Read on to check some of the overlooked, under the radar, concrete treasures of the capital, shedding light on a piece of heritage that needs to be saved and preserved.
Beirut, the city of all the contrasts, displays a skyline of bullet-riddled buildings, French colonial, and ottoman structures as well as post-war luxurious redevelopment projects. Amongst this mix of constructions, and confusion of identity, monolithic concrete buildings pop every now and then, as a reminder of a once cultural awakening and prosperous era. In fact, it was in the 1960s that Brutalism was first introduced to the country, relatively later than its emergence on the international scene.
Inspired largely by the works of Le Corbusier and the Brazilian movement, led by Lebanese pioneers in the exposed concrete style, such as Joseph Philippe Karam, Khalil Khoury, Georges Khoury, Antoine Romanos, and Gregoire Serof to name a few, brutalism presented to the world a new vision of an advanced and modern Lebanon, where architects expressed themselves in an unprecedented way.

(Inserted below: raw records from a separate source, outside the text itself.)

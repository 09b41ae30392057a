// Board型 - B×Bの占有状態

use crate::constants::B;
use crate::domain::shape::Shape;

use super::fixed::FixedMask;

/// 配置先盤面の占有状態（探索の再帰中にのみ変異する）
///
/// 不変条件: placeとunplaceは必ず対で呼ばれ、探索から戻った時点で
/// 盤面は呼び出し前とビット単位で一致する。
#[derive(Clone, Debug, PartialEq, Eq)]
pub struct Board {
    cells: [bool; B * B],
}

impl Board {
    /// 新しい空の盤面を作成
    pub fn new() -> Self {
        Self {
            cells: [false; B * B],
        }
    }

    /// セルが占有済みかチェック（範囲外はfalse）
    pub fn occupied(&self, x: usize, y: usize) -> bool {
        if x >= B || y >= B {
            return false;
        }
        self.cells[y * B + x]
    }

    /// 全セルが空かチェック
    pub fn is_clear(&self) -> bool {
        self.cells.iter().all(|&c| !c)
    }

    /// 形状を(top, left)に置けるかチェック
    ///
    /// 全マークセルが盤面内に収まり、占有済みセルとも固定セルとも
    /// 重ならないときのみtrue。
    pub fn can_place(&self, fixed: &FixedMask, shape: &Shape, top: usize, left: usize) -> bool {
        let (h, w) = shape.dims();
        if top + h > B || left + w > B {
            return false;
        }
        for y in 0..h {
            for x in 0..w {
                if !shape.is_filled(x, y) {
                    continue;
                }
                let (bx, by) = (left + x, top + y);
                if self.cells[by * B + bx] || fixed.is_fixed(bx, by) {
                    return false;
                }
            }
        }
        true
    }

    /// 形状のマークセルを占有済みにする
    pub fn place(&mut self, shape: &Shape, top: usize, left: usize) {
        let (h, w) = shape.dims();
        debug_assert!(top + h <= B && left + w <= B, "配置が盤面外");
        for y in 0..h {
            for x in 0..w {
                if shape.is_filled(x, y) {
                    let idx = (top + y) * B + (left + x);
                    debug_assert!(!self.cells[idx], "占有済みセルへの配置");
                    self.cells[idx] = true;
                }
            }
        }
    }

    /// placeで占有したセルを正確に元に戻す
    pub fn unplace(&mut self, shape: &Shape, top: usize, left: usize) {
        let (h, w) = shape.dims();
        debug_assert!(top + h <= B && left + w <= B, "解除が盤面外");
        for y in 0..h {
            for x in 0..w {
                if shape.is_filled(x, y) {
                    let idx = (top + y) * B + (left + x);
                    debug_assert!(self.cells[idx], "未占有セルの解除");
                    self.cells[idx] = false;
                }
            }
        }
    }
}

impl Default for Board {
    fn default() -> Self {
        Self::new()
    }
}
// 状態管理モジュール

pub mod compute;

pub use compute::{ComputeState, ComputeStatus};
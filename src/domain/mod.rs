// ドメイン層 - ビジネスロジックの中核

pub mod board;
pub mod grid;
pub mod shape;

pub use board::{Board, CountGrid, FixedMask};
pub use grid::BinaryGrid;
pub use shape::{extract_shapes, extract_variant_sets, Shape, VariantSet};
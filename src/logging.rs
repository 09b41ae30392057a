use std::fs::{File, OpenOptions};
use std::io::Write;
use std::sync::atomic::{AtomicBool, Ordering};
use std::sync::Mutex;
use std::time::Instant;

/// グローバルな詳細ログフラグ
pub static VERBOSE_LOGGING: AtomicBool = AtomicBool::new(false);

struct LogSink {
    file: File,
    opened_at: Instant,
}

/// ログファイルのグローバルハンドル
static LOG_SINK: Mutex<Option<LogSink>> = Mutex::new(None);

/// ログファイルを初期化する（既存の内容は破棄）
pub fn init_log_file(path: &str) -> std::io::Result<()> {
    let file = OpenOptions::new()
        .create(true)
        .write(true)
        .truncate(true)
        .open(path)?;

    let mut sink = LOG_SINK.lock().unwrap();
    *sink = Some(LogSink {
        file,
        opened_at: Instant::now(),
    });
    Ok(())
}

/// ログを経過秒数つきでファイルに書き込む
pub fn write_log(message: String) {
    if let Ok(mut sink) = LOG_SINK.lock() {
        if let Some(ref mut sink) = *sink {
            let elapsed = sink.opened_at.elapsed().as_secs_f64();
            let _ = writeln!(sink.file, "[{:9.3}] {}", elapsed, message);
            let _ = sink.file.flush();
        }
    }
}

/// 詳細ログを有効にする
pub fn enable_verbose_logging() {
    VERBOSE_LOGGING.store(true, Ordering::Relaxed);
}

/// 詳細ログを無効にする
pub fn disable_verbose_logging() {
    VERBOSE_LOGGING.store(false, Ordering::Relaxed);
}

/// 詳細ログが有効かチェック
pub fn is_verbose() -> bool {
    VERBOSE_LOGGING.load(Ordering::Relaxed)
}

/// 詳細ログ出力マクロ（ファイル出力）
#[macro_export]
macro_rules! vlog {
    ($($arg:tt)*) => {
        if $crate::logging::is_verbose() {
            let message = format!($($arg)*);
            $crate::logging::write_log(message);
        }
    };
}
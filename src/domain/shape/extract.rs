// 連結成分の抽出 - 入力グリッドから形状を切り出す

use std::collections::VecDeque;

use crate::domain::grid::BinaryGrid;
use crate::vlog;

use super::matrix::Shape;
use super::variants::VariantSet;

/// 4方向の隣接オフセット（斜めは連結とみなさない）
const NEIGHBORS: [(i64, i64); 4] = [(1, 0), (-1, 0), (0, 1), (0, -1)];

/// 入力グリッドをスキャンし、マーク済みセルの4連結成分ごとに
/// 最小バウンディングボックスの形状を発見順（行優先）で返す
pub fn extract_shapes(grid: &BinaryGrid) -> Vec<Shape> {
    let n = grid.size();
    let mut visited = vec![false; n * n];
    let mut shapes = Vec::new();

    for y in 0..n {
        for x in 0..n {
            if !grid.is_marked(x, y) || visited[y * n + x] {
                continue;
            }

            // 幅優先で連結成分を収集
            let mut queue = VecDeque::new();
            let mut cells: Vec<(usize, usize)> = Vec::new();
            visited[y * n + x] = true;
            queue.push_back((x, y));
            while let Some((cx, cy)) = queue.pop_front() {
                cells.push((cx, cy));
                for (dx, dy) in NEIGHBORS {
                    let nx = cx as i64 + dx;
                    let ny = cy as i64 + dy;
                    if nx < 0 || ny < 0 || nx >= n as i64 || ny >= n as i64 {
                        continue;
                    }
                    let (nx, ny) = (nx as usize, ny as usize);
                    if grid.is_marked(nx, ny) && !visited[ny * n + nx] {
                        visited[ny * n + nx] = true;
                        queue.push_back((nx, ny));
                    }
                }
            }

            // タイトなバウンディングボックスに写す
            let min_x = cells.iter().map(|c| c.0).min().unwrap();
            let min_y = cells.iter().map(|c| c.1).min().unwrap();
            let max_x = cells.iter().map(|c| c.0).max().unwrap();
            let max_y = cells.iter().map(|c| c.1).max().unwrap();
            let height = max_y - min_y + 1;
            let width = max_x - min_x + 1;
            let mut matrix = vec![0u8; height * width];
            for (cx, cy) in cells {
                matrix[(cy - min_y) * width + (cx - min_x)] = 1;
            }
            shapes.push(Shape::from_cells(height, width, matrix));
        }
    }

    vlog!(
        "形状抽出: マーク数={} / 連結成分={}",
        grid.marked_count(),
        shapes.len()
    );
    shapes
}

/// 抽出と回転バリアント展開をまとめて行う（発見順を保つ）
pub fn extract_variant_sets(grid: &BinaryGrid) -> Vec<VariantSet> {
    extract_shapes(grid).iter().map(VariantSet::of).collect()
}
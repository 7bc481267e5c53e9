//! Post entity.
//!
//! # Invariants
//! - `user_id` always references an existing user at write time.
//! - The owner may be reassigned but never cleared.

use super::user::{User, UserId};
use super::{require_text, ValidationError};
use serde::{Deserialize, Serialize};

/// Store-generated post identifier.
pub type PostId = i64;

/// Persisted post record.
#[derive(Debug, Clone, PartialEq, Eq, Serialize, Deserialize)]
pub struct Post {
    pub id: PostId,
    pub title: String,
    pub content: String,
    pub user_id: UserId,
    /// Owning user, `None` when the relation was not requested.
    #[serde(skip_serializing_if = "Option::is_none", default)]
    pub user: Option<Box<User>>,
}

/// Input for creating a post owned by an existing user.
#[derive(Debug, Clone, PartialEq, Eq, Serialize, Deserialize)]
pub struct NewPost {
    pub title: String,
    pub content: String,
    pub user_id: UserId,
}

impl NewPost {
    pub fn new(title: impl Into<String>, content: impl Into<String>, user_id: UserId) -> Self {
        Self {
            title: title.into(),
            content: content.into(),
            user_id,
        }
    }

    /// Checks required fields before insert. Content may be empty text.
    pub fn validate(&self) -> Result<(), ValidationError> {
        require_text("title", &self.title)
    }
}

/// Partial update for a post. `None` fields are left untouched.
#[derive(Debug, Clone, Default, PartialEq, Eq, Serialize, Deserialize)]
pub struct PostPatch {
    pub title: Option<String>,
    pub content: Option<String>,
    pub user_id: Option<UserId>,
}

impl PostPatch {
    pub fn is_empty(&self) -> bool {
        self.title.is_none() && self.content.is_none() && self.user_id.is_none()
    }

    pub fn validate(&self) -> Result<(), ValidationError> {
        if let Some(title) = self.title.as_deref() {
            require_text("title", title)?;
        }
        Ok(())
    }
}

#[cfg(test)]
mod tests {
    use super::{NewPost, PostPatch};
    use crate::model::ValidationError;

    #[test]
    fn new_post_requires_title_but_allows_empty_content() {
        assert!(NewPost::new("Hello", "", 1).validate().is_ok());
        assert_eq!(
            NewPost::new("   ", "body", 1).validate(),
            Err(ValidationError::BlankField("title"))
        );
    }

    #[test]
    fn empty_patch_is_detected() {
        assert!(PostPatch::default().is_empty());
        let reassign = PostPatch {
            user_id: Some(7),
            ..PostPatch::default()
        };
        assert!(!reassign.is_empty());
        assert!(reassign.validate().is_ok());
    }
}
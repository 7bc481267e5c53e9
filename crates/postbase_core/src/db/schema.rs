//! Schema introspection helpers.

use super::{DbError, DbResult};
use crate::model::EntityKind;
use rusqlite::Connection;

/// Returns whether a table with the given name exists.
pub fn table_exists(conn: &Connection, table: &str) -> DbResult<bool> {
    let exists: i64 = conn.query_row(
        "SELECT EXISTS(
            SELECT 1
            FROM sqlite_master
            WHERE type = 'table' AND name = ?1
        );",
        [table],
        |row| row.get(0),
    )?;
    Ok(exists == 1)
}

/// Returns whether `table` exposes `column`.
pub fn table_has_column(conn: &Connection, table: &str, column: &str) -> DbResult<bool> {
    let mut stmt = conn.prepare(&format!("PRAGMA table_info({table});"))?;
    let mut rows = stmt.query([])?;
    while let Some(row) = rows.next()? {
        let current: String = row.get(1)?;
        if current == column {
            return Ok(true);
        }
    }
    Ok(false)
}

/// Verifies the table and columns backing one entity.
pub fn ensure_entity_schema(conn: &Connection, entity: EntityKind) -> DbResult<()> {
    if !table_exists(conn, entity.table_name())? {
        return Err(DbError::MissingEntityTable(entity));
    }
    for &column in entity.required_columns() {
        if !table_has_column(conn, entity.table_name(), column)? {
            return Err(DbError::MissingEntityColumn { entity, column });
        }
    }
    Ok(())
}
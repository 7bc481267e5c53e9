//! Process entry point.
//!
//! # Responsibility
//! - Bootstrap logging and the store from environment configuration.
//! - Run a scripted sequence of repository calls and print the results.
//!
//! # Invariants
//! - Nothing touches the store when initialization fails; exit status is 1.

use log::{error, info};
use postbase_core::{
    init_logging, DataSource, LogConfig, NewPost, NewUser, PageRequest, PostRepository,
    SqlitePostRepository, SqliteUserRepository, StoreConfig, UserRepository,
};
use serde::Serialize;
use std::error::Error;
use std::process::ExitCode;

const DEMO_NAME: &str = "Thomas";
const DEMO_EMAIL: &str = "thomas@example.com";
const MISSING_EMAIL: &str = "alice@example.com";

fn main() -> ExitCode {
    let log_config = LogConfig::from_env();
    if let Err(err) = init_logging(&log_config.level, log_config.log_dir.as_deref()) {
        eprintln!("failed to initialize logging: {err}");
        return ExitCode::FAILURE;
    }

    let source = match StoreConfig::from_env().and_then(DataSource::new) {
        Ok(source) => source,
        Err(err) => {
            error!("event=config_load module=cli status=error error={err}");
            eprintln!("invalid store configuration: {err}");
            return ExitCode::FAILURE;
        }
    };

    if let Err(err) = source.initialize() {
        error!("event=startup module=cli status=error error={err}");
        eprintln!("error during data source initialization: {err}");
        return ExitCode::FAILURE;
    }
    println!("data source has been initialized");

    match run_demo(&source) {
        Ok(()) => {
            info!("event=demo module=cli status=ok");
            ExitCode::SUCCESS
        }
        Err(err) => {
            error!("event=demo module=cli status=error error={err}");
            eprintln!("demo failed: {err}");
            ExitCode::FAILURE
        }
    }
}

fn run_demo(source: &DataSource) -> Result<(), Box<dyn Error>> {
    let users = SqliteUserRepository::new(source);
    let posts = SqlitePostRepository::new(source);

    let user = match users.find_by_email(DEMO_EMAIL, false)? {
        Some(existing) => {
            print_json("user already present", &existing)?;
            existing
        }
        None => {
            let created = users.create(&NewUser::new(DEMO_NAME, DEMO_EMAIL))?;
            print_json("user has been saved", &created)?;
            created
        }
    };

    if users.load_posts(user.id)?.is_empty() {
        for (title, content) in [
            ("Hello", "First post from the scripted run."),
            ("Second thoughts", "Another post owned by the same user."),
        ] {
            let post = posts.create(&NewPost::new(title, content, user.id))?;
            print_json("post has been saved", &post)?;
        }
    }

    print_json("all users", &users.find_all(false)?)?;

    match users.find_by_email(MISSING_EMAIL, false)? {
        Some(found) => print_json("found user by email", &found)?,
        None => println!("no user with email {MISSING_EMAIL}"),
    }

    print_json("posts with owner", &posts.find_by_user_id(user.id, true)?)?;

    let page = users.find_with_pagination(PageRequest::default(), true)?;
    println!(
        "page {} of {} ({} users total)",
        page.page,
        page.total_pages(),
        page.total
    );
    print_json("first page", &page.items)?;
    Ok(())
}

fn print_json<T: Serialize + ?Sized>(label: &str, value: &T) -> serde_json::Result<()> {
    println!("{label}: {}", serde_json::to_string_pretty(value)?);
    Ok(())
}
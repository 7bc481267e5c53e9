//! Repository layer contracts and SQLite implementations.
//!
//! # Responsibility
//! - Define per-entity data access contracts.
//! - Keep SQL details inside the persistence boundary.
//! - Translate SQLite constraint failures into semantic errors.
//!
//! # Invariants
//! - Every operation resolves a ready connection first; nothing touches SQL
//!   before the data source is initialized and its schema is current.
//! - Write paths validate input models before SQL mutations.
//! - Store failures are passed through unchanged in meaning; no retries.

use crate::data_source::DataSource;
use crate::db::migrations::latest_version;
use crate::db::DbError;
use crate::model::{EntityKind, ValidationError};
use rusqlite::{ffi, Connection};
use serde::Serialize;
use std::error::Error;
use std::fmt::{Display, Formatter};

pub mod post_repo;
pub mod user_repo;

pub const DEFAULT_PAGE: u32 = 1;
pub const DEFAULT_PAGE_SIZE: u32 = 10;
pub const MAX_PAGE_SIZE: u32 = 100;

pub type RepoResult<T> = Result<T, RepoError>;

/// Error for repository operations.
#[derive(Debug)]
pub enum RepoError {
    /// Operation attempted before `DataSource::initialize`.
    Uninitialized,
    /// The data source configuration does not manage this entity.
    EntityNotManaged(EntityKind),
    /// Schema sync was skipped and the store is not at the current version.
    SchemaNotReady {
        expected_version: u32,
        actual_version: u32,
    },
    /// A unique constraint rejected the write.
    UniquenessViolation(String),
    /// A foreign key constraint rejected the write.
    ForeignKeyViolation(String),
    Validation(ValidationError),
    Db(DbError),
    /// Persisted data cannot be converted to a valid read model.
    InvalidData(String),
}

impl Display for RepoError {
    fn fmt(&self, f: &mut Formatter<'_>) -> std::fmt::Result {
        match self {
            Self::Uninitialized => write!(f, "data source is not initialized"),
            Self::EntityNotManaged(entity) => {
                write!(f, "entity `{entity}` is not managed by this data source")
            }
            Self::SchemaNotReady {
                expected_version,
                actual_version,
            } => write!(
                f,
                "repository requires schema version {expected_version}, got {actual_version}"
            ),
            Self::UniquenessViolation(detail) => write!(f, "uniqueness violation: {detail}"),
            Self::ForeignKeyViolation(detail) => write!(f, "foreign key violation: {detail}"),
            Self::Validation(err) => write!(f, "{err}"),
            Self::Db(err) => write!(f, "{err}"),
            Self::InvalidData(message) => write!(f, "invalid persisted data: {message}"),
        }
    }
}

impl Error for RepoError {
    fn source(&self) -> Option<&(dyn Error + 'static)> {
        match self {
            Self::Validation(err) => Some(err),
            Self::Db(err) => Some(err),
            Self::Uninitialized
            | Self::EntityNotManaged(_)
            | Self::SchemaNotReady { .. }
            | Self::UniquenessViolation(_)
            | Self::ForeignKeyViolation(_)
            | Self::InvalidData(_) => None,
        }
    }
}

impl From<ValidationError> for RepoError {
    fn from(value: ValidationError) -> Self {
        Self::Validation(value)
    }
}

impl From<DbError> for RepoError {
    fn from(value: DbError) -> Self {
        match value {
            DbError::Sqlite(err) => err.into(),
            other => Self::Db(other),
        }
    }
}

impl From<rusqlite::Error> for RepoError {
    fn from(value: rusqlite::Error) -> Self {
        if let rusqlite::Error::SqliteFailure(failure, message) = &value {
            let detail = || message.clone().unwrap_or_else(|| failure.to_string());
            match failure.extended_code {
                ffi::SQLITE_CONSTRAINT_UNIQUE | ffi::SQLITE_CONSTRAINT_PRIMARYKEY => {
                    return Self::UniquenessViolation(detail());
                }
                ffi::SQLITE_CONSTRAINT_FOREIGNKEY => {
                    return Self::ForeignKeyViolation(detail());
                }
                _ => {}
            }
        }
        Self::Db(DbError::Sqlite(value))
    }
}

/// Page window requested by a caller. Pages are 1-based.
#[derive(Debug, Clone, Copy, PartialEq, Eq)]
pub struct PageRequest {
    pub page: u32,
    pub limit: u32,
}

impl Default for PageRequest {
    fn default() -> Self {
        Self {
            page: DEFAULT_PAGE,
            limit: DEFAULT_PAGE_SIZE,
        }
    }
}

impl PageRequest {
    pub fn new(page: u32, limit: u32) -> Self {
        Self { page, limit }
    }

    /// Clamps the window: page `0` becomes `1`, limit `0` becomes the default
    /// and limits above the maximum are capped.
    pub fn normalized(self) -> Self {
        let page = self.page.max(DEFAULT_PAGE);
        let limit = match self.limit {
            0 => DEFAULT_PAGE_SIZE,
            value => value.min(MAX_PAGE_SIZE),
        };
        Self { page, limit }
    }

    /// Rows skipped before this page, after normalization.
    pub fn offset(self) -> i64 {
        let normalized = self.normalized();
        (i64::from(normalized.page) - 1) * i64::from(normalized.limit)
    }
}

/// One page of results plus the unwindowed row count.
#[derive(Debug, Clone, PartialEq, Eq, Serialize)]
pub struct Page<T> {
    pub items: Vec<T>,
    pub total: u64,
    pub page: u32,
    pub limit: u32,
}

impl<T> Page<T> {
    /// Number of pages needed to cover `total` rows.
    pub fn total_pages(&self) -> u64 {
        if self.limit == 0 {
            return 0;
        }
        self.total.div_ceil(u64::from(self.limit))
    }
}

/// Resolves the connection for an operation on `entity`.
pub(crate) fn ready_connection(
    source: &DataSource,
    entity: EntityKind,
) -> RepoResult<&Connection> {
    let conn = source.connection().ok_or(RepoError::Uninitialized)?;
    if !source.config().manages(entity) {
        return Err(RepoError::EntityNotManaged(entity));
    }

    let expected_version = latest_version();
    let actual_version = source.schema_version().unwrap_or(0);
    if actual_version != expected_version {
        return Err(RepoError::SchemaNotReady {
            expected_version,
            actual_version,
        });
    }

    Ok(conn)
}

pub(crate) fn count_to_u64(value: i64, column: &str) -> RepoResult<u64> {
    u64::try_from(value)
        .map_err(|_| RepoError::InvalidData(format!("negative count `{value}` for {column}")))
}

Although a small amount of these modern treasures became well known in the capital in these past years, a larger bunch are still overseen. The “famous” buildings include “the egg”, in downtown Beirut, designed by Philippe Karam in 1965, a cinema that never fulfilled its purpose, because of the detonation of the civil war. Lesser renowned modern buildings comprise of famed governmental institutions like the Banque du Liban (BDL), or the Central Bank in Hamra created by Addord and Julliard, between 62 and 64, after “only 13 months of study and execution”. In addition, this list also features the Headquarters of the Electricité du Liban (EDL) in Mar Mikhael designed by Pierre Neema, and the Interdesign spaceship-like showroom in Hamra, imagined by Khalil Khoury and his brother Georges Khoury, and built between 75 and 97, due to war-related disruptions. Other edifices, also part of the series of images are residential buildings and offices.